SOURCE INFORMATION START

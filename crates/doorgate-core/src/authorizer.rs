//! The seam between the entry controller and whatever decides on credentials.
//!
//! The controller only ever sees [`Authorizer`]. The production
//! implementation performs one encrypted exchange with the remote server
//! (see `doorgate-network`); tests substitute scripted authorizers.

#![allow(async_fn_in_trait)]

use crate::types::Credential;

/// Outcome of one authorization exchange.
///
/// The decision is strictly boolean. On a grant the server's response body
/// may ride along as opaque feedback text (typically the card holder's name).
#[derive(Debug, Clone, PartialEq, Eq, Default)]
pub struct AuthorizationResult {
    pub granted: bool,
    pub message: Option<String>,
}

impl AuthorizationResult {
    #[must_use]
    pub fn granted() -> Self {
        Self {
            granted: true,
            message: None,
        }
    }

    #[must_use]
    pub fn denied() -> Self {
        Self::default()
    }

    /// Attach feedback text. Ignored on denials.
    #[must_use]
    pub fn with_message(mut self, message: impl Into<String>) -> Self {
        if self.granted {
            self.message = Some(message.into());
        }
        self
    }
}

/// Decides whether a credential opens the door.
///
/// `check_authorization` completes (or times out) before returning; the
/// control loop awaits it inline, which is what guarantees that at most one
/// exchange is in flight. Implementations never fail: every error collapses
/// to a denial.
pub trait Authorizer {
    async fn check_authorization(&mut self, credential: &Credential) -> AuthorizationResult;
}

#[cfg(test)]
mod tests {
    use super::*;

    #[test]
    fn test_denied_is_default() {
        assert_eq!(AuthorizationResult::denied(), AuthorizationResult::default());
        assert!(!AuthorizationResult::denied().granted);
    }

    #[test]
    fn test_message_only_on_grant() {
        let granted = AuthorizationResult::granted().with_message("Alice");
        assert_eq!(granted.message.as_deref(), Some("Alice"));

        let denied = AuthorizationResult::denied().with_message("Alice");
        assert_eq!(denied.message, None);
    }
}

SOURCE INFORMATION END

**AIM OF THE EXERCISE:** Your answer must be the full listing, copied exactly.

**RESPONSE TO THE TASK:**
filename crates/doorgate-core/src/authorizer.rs
//! The seam between the entry controller and whatever decides on credentials.
//!
//! The controller only ever sees [`Authorizer`]. The production
//! implementation performs one encrypted exchange with the remote server
//! (see `doorgate-network`); tests substitute scripted authorizers.

#![allow(async_fn_in_trait)]

use crate::types::Credential;

/// Outcome of one authorization exchange.
///
/// The decision is strictly boolean. On a grant the server's response body
/// may ride along as opaque feedback text (typically the card holder's name).
#[derive(Debug, Clone, PartialEq, Eq, Default)]
pub struct AuthorizationResult {
    pub granted: bool,
    pub message: Option<String>,
}

impl AuthorizationResult {
    #[must_use]
    pub fn granted() -> Self {
        Self {
            granted: true,
            message: None,
        }
    }

    #[must_use]
    pub fn denied() -> Self {
        Self::default()
    }

    /// Attach feedback text. Ignored on denials.
    #[must_use]
    pub fn with_message(mut self, message: impl Into<String>) -> Self {
        if self.granted {
            self.message = Some(message.into());
        }
        self
    }
}

/// Decides whether a credential opens the door.
///
/// `check_authorization` completes (or times out) before returning; the
/// control loop awaits it inline, which is what guarantees that at most one
/// exchange is in flight. Implementations never fail: every error collapses
/// to a denial.
pub trait Authorizer {
    async fn check_authorization(&mut self, credential: &Credential) -> AuthorizationResult;
}

#[cfg(test)]
mod tests {
    use super::*;

    #[test]
    fn test_denied_is_default() {
        assert_eq!(AuthorizationResult::denied(), AuthorizationResult::default());
        assert!(!AuthorizationResult::denied().granted);
    }

    #[test]
    fn test_message_only_on_grant() {
        let granted = AuthorizationResult::granted().with_message("Alice");
        assert_eq!(granted.message.as_deref(), Some("Alice"));

        let denied = AuthorizationResult::denied().with_message("Alice");
        assert_eq!(denied.message, None);
    }
}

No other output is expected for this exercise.